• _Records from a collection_
__________
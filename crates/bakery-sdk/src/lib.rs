//! # Bakery SDK
//!
//! Client SDK for the Bakery API.

pub mod client;

pub use client::BakeryClient;

/// Prelude module for common imports.
pub mod prelude {
    pub use crate::client::BakeryClient;
    pub use bakery_core::prelude::*;
}
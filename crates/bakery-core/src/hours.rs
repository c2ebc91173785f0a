//! Weekly opening hours.
//!
//! The table is stored as JSON keyed by weekday name:
//!
//! ```json
//! { "Monday": { "open": true, "hours": "7:00 AM - 7:00 PM" } }
//! ```

use std::collections::BTreeMap;
use std::path::Path;

use chrono::Weekday;
use serde::{Deserialize, Serialize};

use crate::error::{BakeryError, Result};

/// Opening status for a single day.
#[derive(Debug, Clone, PartialEq, Eq, Serialize, Deserialize)]
pub struct DayHours {
    /// Whether the bakery opens at all.
    pub open: bool,

    /// Free-form opening hours, e.g. "7:00 AM - 7:00 PM" or "Closed".
    pub hours: String,
}

/// Mapping from weekday name to opening status.
#[derive(Debug, Clone, Default, PartialEq, Eq, Serialize, Deserialize)]
#[serde(transparent)]
pub struct HoursTable {
    days: BTreeMap<String, DayHours>,
}

impl HoursTable {
    /// Parse a table from JSON text.
    pub fn from_json(json: &str) -> Result<Self> {
        serde_json::from_str(json).map_err(|e| BakeryError::Parse {
            context: "hours table".to_string(),
            message: e.to_string(),
        })
    }

    /// Read and parse a table from disk.
    pub fn load(path: impl AsRef<Path>) -> Result<Self> {
        let path = path.as_ref();
        let json = std::fs::read_to_string(path).map_err(|source| BakeryError::Io {
            path: path.to_path_buf(),
            source,
        })?;
        Self::from_json(&json)
    }

    /// Look up a day. Weekday names match case-insensitively.
    pub fn day(&self, weekday: Weekday) -> Option<&DayHours> {
        let name = weekday_name(weekday);
        self.days
            .iter()
            .find(|(key, _)| key.eq_ignore_ascii_case(name))
            .map(|(_, hours)| hours)
    }

    /// Whether the bakery opens on `weekday`. Unlisted days count as closed.
    pub fn is_open(&self, weekday: Weekday) -> bool {
        self.day(weekday).is_some_and(|d| d.open)
    }

    /// Days marked open, Monday first.
    pub fn open_days(&self) -> Vec<Weekday> {
        WEEK.into_iter().filter(|d| self.is_open(*d)).collect()
    }

    /// Number of entries in the table.
    pub fn len(&self) -> usize {
        self.days.len()
    }

    /// Returns true if the table has no entries.
    pub fn is_empty(&self) -> bool {
        self.days.is_empty()
    }
}

const WEEK: [Weekday; 7] = [
    Weekday::Mon,
    Weekday::Tue,
    Weekday::Wed,
    Weekday::Thu,
    Weekday::Fri,
    Weekday::Sat,
    Weekday::Sun,
];

fn weekday_name(weekday: Weekday) -> &'static str {
    match weekday {
        Weekday::Mon => "Monday",
        Weekday::Tue => "Tuesday",
        Weekday::Wed => "Wednesday",
        Weekday::Thu => "Thursday",
        Weekday::Fri => "Friday",
        Weekday::Sat => "Saturday",
        Weekday::Sun => "Sunday",
    }
}

#[cfg(test)]
mod tests {
    use super::*;
    use std::io::Write;

    const SAMPLE: &str = r#"{
        "Monday": { "open": true, "hours": "7:00 AM - 7:00 PM" },
        "tuesday": { "open": true, "hours": "7:00 AM - 7:00 PM" },
        "Sunday": { "open": false, "hours": "Closed" }
    }"#;

    #[test]
    fn test_parse_and_lookup() {
        let table = HoursTable::from_json(SAMPLE).unwrap();
        assert_eq!(table.len(), 3);
        assert_eq!(table.day(Weekday::Mon).unwrap().hours, "7:00 AM - 7:00 PM");
        assert!(table.is_open(Weekday::Tue));
        assert!(!table.is_open(Weekday::Sun));
        // Missing day counts as closed.
        assert!(!table.is_open(Weekday::Wed));
        assert_eq!(table.open_days(), vec![Weekday::Mon, Weekday::Tue]);
    }

    #[test]
    fn test_parse_rejects_wrong_shape() {
        let err = HoursTable::from_json(r#"{"Monday": {"open": "yes"}}"#).unwrap_err();
        assert!(matches!(err, BakeryError::Parse { .. }));
    }

    #[test]
    fn test_load_from_file() {
        let mut file = tempfile::NamedTempFile::new().unwrap();
        file.write_all(SAMPLE.as_bytes()).unwrap();

        let table = HoursTable::load(file.path()).unwrap();
        assert!(table.is_open(Weekday::Mon));
    }

    #[test]
    fn test_load_missing_file() {
        let dir = tempfile::tempdir().unwrap();
        let err = HoursTable::load(dir.path().join("nope.json")).unwrap_err();
        assert!(matches!(err, BakeryError::Io { .. }));
    }

    #[test]
    fn test_bundled_table() {
        let json = include_str!("../../../bakery_hours.json");
        let table = HoursTable::from_json(json).unwrap();
        assert_eq!(table.len(), 7);
        assert_eq!(
            table.open_days(),
            vec![
                Weekday::Mon,
                Weekday::Tue,
                Weekday::Wed,
                Weekday::Thu,
                Weekday::Fri,
                Weekday::Sat
            ]
        );
    }
}
//! Bakery API client implementation.

use bakery_core::{BakeryError, Result};
use reqwest::Response;
use serde::{de::DeserializeOwned, Deserialize, Serialize};
use tracing::debug;

/// Client for interacting with a Bakery API server.
#[derive(Clone)]
pub struct BakeryClient {
    /// Base URL of the server, without a trailing slash.
    base_url: String,

    /// HTTP client.
    http_client: reqwest::Client,
}

#[derive(Debug, Deserialize)]
struct RootResponse {
    message: String,
}

#[derive(Debug, Deserialize)]
struct CheckResponse {
    response: String,
}

#[derive(Debug, Serialize)]
struct QueryRequest<'a> {
    query: &'a str,
}

impl BakeryClient {
    /// Create a client without contacting the server.
    pub fn new(url: &str) -> Self {
        Self {
            base_url: url.trim_end_matches('/').to_string(),
            http_client: reqwest::Client::new(),
        }
    }

    /// Connect to a server, verifying it answers on `/`.
    pub async fn connect(url: &str) -> Result<Self> {
        let client = Self::new(url);
        let message = client.status().await?;
        debug!("Connected to {}: {}", client.base_url, message);
        Ok(client)
    }

    /// Base URL requests are sent to.
    pub fn base_url(&self) -> &str {
        &self.base_url
    }

    /// Fetch the server's status message.
    pub async fn status(&self) -> Result<String> {
        let url = format!("{}/", self.base_url);
        let response = self
            .http_client
            .get(&url)
            .send()
            .await
            .map_err(|e| BakeryError::Connection(e.to_string()))?;

        let root: RootResponse = decode(response).await?;
        Ok(root.message)
    }

    /// Ask whether an item is on the menu.
    pub async fn check_item(&self, item: &str) -> Result<String> {
        let url = format!("{}/check", self.base_url);
        let response = self
            .http_client
            .get(&url)
            .query(&[("item", item)])
            .send()
            .await
            .map_err(|e| BakeryError::Connection(e.to_string()))?;

        let check: CheckResponse = decode(response).await?;
        Ok(check.response)
    }

    /// Send a free-text query.
    pub async fn submit_query(&self, query: &str) -> Result<String> {
        let url = format!("{}/check", self.base_url);
        let response = self
            .http_client
            .post(&url)
            .json(&QueryRequest { query })
            .send()
            .await
            .map_err(|e| BakeryError::Connection(e.to_string()))?;

        let check: CheckResponse = decode(response).await?;
        Ok(check.response)
    }
}

async fn decode<T: DeserializeOwned>(response: Response) -> Result<T> {
    let status = response.status();
    if !status.is_success() {
        let message = response.text().await.unwrap_or_default();
        return Err(BakeryError::Http {
            status: status.as_u16(),
            message,
        });
    }

    response.json().await.map_err(|e| BakeryError::Parse {
        context: "response body".to_string(),
        message: e.to_string(),
    })
}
__________
• _Problem_
Lines after the one containing "let name = weekday_name(weekday);" are left out; every line from the start of the entries through that line is restated word for word.

• _The answer_
filename crates/bakery-sdk/src/lib.rs
//! # Bakery SDK
//!
//! Client SDK for the Bakery API.

pub mod client;

pub use client::BakeryClient;

/// Prelude module for common imports.
pub mod prelude {
    pub use crate::client::BakeryClient;
    pub use bakery_core::prelude::*;
}
filename crates/bakery-core/src/hours.rs
repository c2ebc91173785f0a
//! Weekly opening hours.
//!
//! The table is stored as JSON keyed by weekday name:
//!
//! ```json
//! { "Monday": { "open": true, "hours": "7:00 AM - 7:00 PM" } }
//! ```

use std::collections::BTreeMap;
use std::path::Path;

use chrono::Weekday;
use serde::{Deserialize, Serialize};

use crate::error::{BakeryError, Result};

/// Opening status for a single day.
#[derive(Debug, Clone, PartialEq, Eq, Serialize, Deserialize)]
pub struct DayHours {
    /// Whether the bakery opens at all.
    pub open: bool,

    /// Free-form opening hours, e.g. "7:00 AM - 7:00 PM" or "Closed".
    pub hours: String,
}

/// Mapping from weekday name to opening status.
#[derive(Debug, Clone, Default, PartialEq, Eq, Serialize, Deserialize)]
#[serde(transparent)]
pub struct HoursTable {
    days: BTreeMap<String, DayHours>,
}

impl HoursTable {
    /// Parse a table from JSON text.
    pub fn from_json(json: &str) -> Result<Self> {
        serde_json::from_str(json).map_err(|e| BakeryError::Parse {
            context: "hours table".to_string(),
            message: e.to_string(),
        })
    }

    /// Read and parse a table from disk.
    pub fn load(path: impl AsRef<Path>) -> Result<Self> {
        let path = path.as_ref();
        let json = std::fs::read_to_string(path).map_err(|source| BakeryError::Io {
            path: path.to_path_buf(),
            source,
        })?;
        Self::from_json(&json)
    }

    /// Look up a day. Weekday names match case-insensitively.
    pub fn day(&self, weekday: Weekday) -> Option<&DayHours> {
        let name = weekday_name(weekday);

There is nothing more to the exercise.